Lucas Chiaretti

Personal information
- Full name: Lucas Chiaretti Cossenzo
- Date of birth: September 22, 1987 (age 38)
- Place of birth: Belo Horizonte, Brazil
- Height: 1.71 m (5 ft 7+1⁄2 in)
- Position: Winger

Youth career
- Cruzeiro

Senior career*
- Years: Team / Apps / (Gls)
- 2006–2007: Cruzeiro
- 2006: → Gamba Osaka (loan)
- 2008–2009: Cabofriense
- 2009: Resende / 1 / (0)
- 2009–2011: Andria BAT / 27 / (1)
- 2011–2012: Taranto / 40 / (8)
- 2012–2014: Pescara / 0 / (0)
- 2015: Bragantino
- 2015–2018: Cittadella / 101 / (17)
- 2018–2019: Foggia / 20 / (2)
- 2019–2020: Pordenone / 16 / (2)

= Lucas Chiaretti =

Brazilian footballer (born 1987)

Lucas Chiaretti Cossenzo (born September 22, 1987) is a Brazilian football player.

==Club career==
Chiaretti spent five years of his career in Italy.

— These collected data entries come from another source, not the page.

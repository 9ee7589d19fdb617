//! Translation catalog with per-locale nested translation trees.
//!
//! This module provides the [`Catalog`] type that stores translations for each
//! locale as a nested `serde_json::Value` tree and answers scoped lookups such
//! as `active_merchant.errors.blank`.

use parking_lot::RwLock;
use serde_json::{Map, Value};
use std::collections::HashMap;
use std::sync::{Arc, OnceLock};

use super::locale::Locale;

/// Type alias for the translation storage map.
type TranslationMap = Arc<RwLock<HashMap<Locale, Value>>>;

/// A thread-safe store of translations keyed by locale.
///
/// Each locale owns a tree of nested objects whose leaves are strings.
/// Storing translations deep-merges the new tree into the existing one, so
/// several locale files can contribute to the same scope.
///
/// Cloning a catalog is cheap; every clone shares the same storage.
///
/// # Example
///
/// ```rust
/// use validateable::i18n::{Catalog, Locale};
/// use serde_json::json;
///
/// let catalog = Catalog::new();
/// catalog.store_translations(
///     "en",
///     json!({"active_merchant": {"errors": {"blank": "blank is invalid"}}}),
/// );
///
/// let en = Locale::new("en");
/// assert_eq!(
///     catalog.lookup(&en, "active_merchant.errors", "blank"),
///     Some("blank is invalid".to_string())
/// );
/// assert_eq!(catalog.lookup(&en, "active_merchant.errors", "empty"), None);
/// ```
pub struct Catalog {
    translations: TranslationMap,
}

impl Catalog {
    /// Creates an empty catalog.
    pub fn new() -> Self {
        Self {
            translations: Arc::new(RwLock::new(HashMap::new())),
        }
    }

    /// Returns the process-wide catalog.
    ///
    /// [`MessageResolver::global`](crate::MessageResolver::global) reads from
    /// this catalog. Populate it during startup.
    pub fn global() -> &'static Catalog {
        static GLOBAL: OnceLock<Catalog> = OnceLock::new();
        GLOBAL.get_or_init(Catalog::new)
    }

    /// Deep-merges a translation tree into the given locale.
    ///
    /// Object nodes are merged key by key; any other value replaces what was
    /// stored at the same key.
    pub fn store_translations(&self, locale: impl Into<Locale>, tree: Value) {
        let locale = locale.into();
        let mut translations = self.translations.write();
        let root = translations
            .entry(locale)
            .or_insert_with(|| Value::Object(Map::new()));
        deep_merge(root, tree);
    }

    /// Stores a single translation under a dotted key.
    ///
    /// # Example
    ///
    /// ```rust
    /// use validateable::i18n::{Catalog, Locale};
    ///
    /// let catalog = Catalog::new();
    /// catalog.insert("pt", "active_merchant.errors.blank", "deve ser preenchido");
    ///
    /// assert_eq!(
    ///     catalog.lookup(&Locale::new("pt"), "active_merchant.errors", "blank"),
    ///     Some("deve ser preenchido".to_string())
    /// );
    /// ```
    pub fn insert(&self, locale: impl Into<Locale>, key: &str, text: impl Into<String>) {
        let tree = key
            .split('.')
            .filter(|segment| !segment.is_empty())
            .rev()
            .fold(Value::String(text.into()), |inner, segment| {
                let mut map = Map::new();
                map.insert(segment.to_string(), inner);
                Value::Object(map)
            });
        self.store_translations(locale, tree);
    }

    /// Looks up `key` under the dotted `scope` for `locale`.
    ///
    /// A dotted `key` descends further, so `("lib.errors", "card.expired")`
    /// reads the same node as `("lib.errors.card", "expired")`. Returns `None`
    /// when any segment is missing or when the value found is not a string.
    pub fn lookup(&self, locale: &Locale, scope: &str, key: &str) -> Option<String> {
        let translations = self.translations.read();
        let mut node = translations.get(locale)?;

        for segment in scope.split('.').chain(key.split('.')) {
            if !segment.is_empty() {
                node = node.get(segment)?;
            }
        }

        node.as_str().map(str::to_string)
    }

    /// Returns true if any translations are stored for `locale`.
    pub fn has_locale(&self, locale: &Locale) -> bool {
        self.translations.read().contains_key(locale)
    }

    /// Returns all locales with stored translations, sorted.
    pub fn locales(&self) -> Vec<Locale> {
        let mut locales: Vec<_> = self.translations.read().keys().cloned().collect();
        locales.sort();
        locales
    }

    /// Removes every stored translation.
    pub fn clear(&self) {
        self.translations.write().clear();
    }
}

impl Default for Catalog {
    fn default() -> Self {
        Self::new()
    }
}

impl Clone for Catalog {
    fn clone(&self) -> Self {
        Self {
            translations: Arc::clone(&self.translations),
        }
    }
}

impl std::fmt::Debug for Catalog {
    fn fmt(&self, f: &mut std::fmt::Formatter<'_>) -> std::fmt::Result {
        f.debug_struct("Catalog")
            .field("locales", &self.locales())
            .finish()
    }
}

fn deep_merge(target: &mut Value, source: Value) {
    match (target, source) {
        (Value::Object(target), Value::Object(source)) => {
            for (key, value) in source {
                match target.get_mut(&key) {
                    Some(existing) => deep_merge(existing, value),
                    None => {
                        target.insert(key, value);
                    }
                }
            }
        }
        (target, source) => *target = source,
    }
}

He arrived in December 2009 signing for Lega Pro Prima Divisione side A.S. Andria BAT (31 caps, 2 goals). In January 2011 he moved to A.S. Taranto Calcio (41 caps, 8 goals). For the 2012–13 season he signed for Serie A side Delfino Pescara 1936, but he only played one match of Coppa Italia in two seasons. At the end of the 2013–14 season he became freeagent.

In February 2015, he signed with the Brazilian Série B side Clube Atlético Bragantino.

On 5 October 2020, his contract with Pordenone was terminated by mutual consent.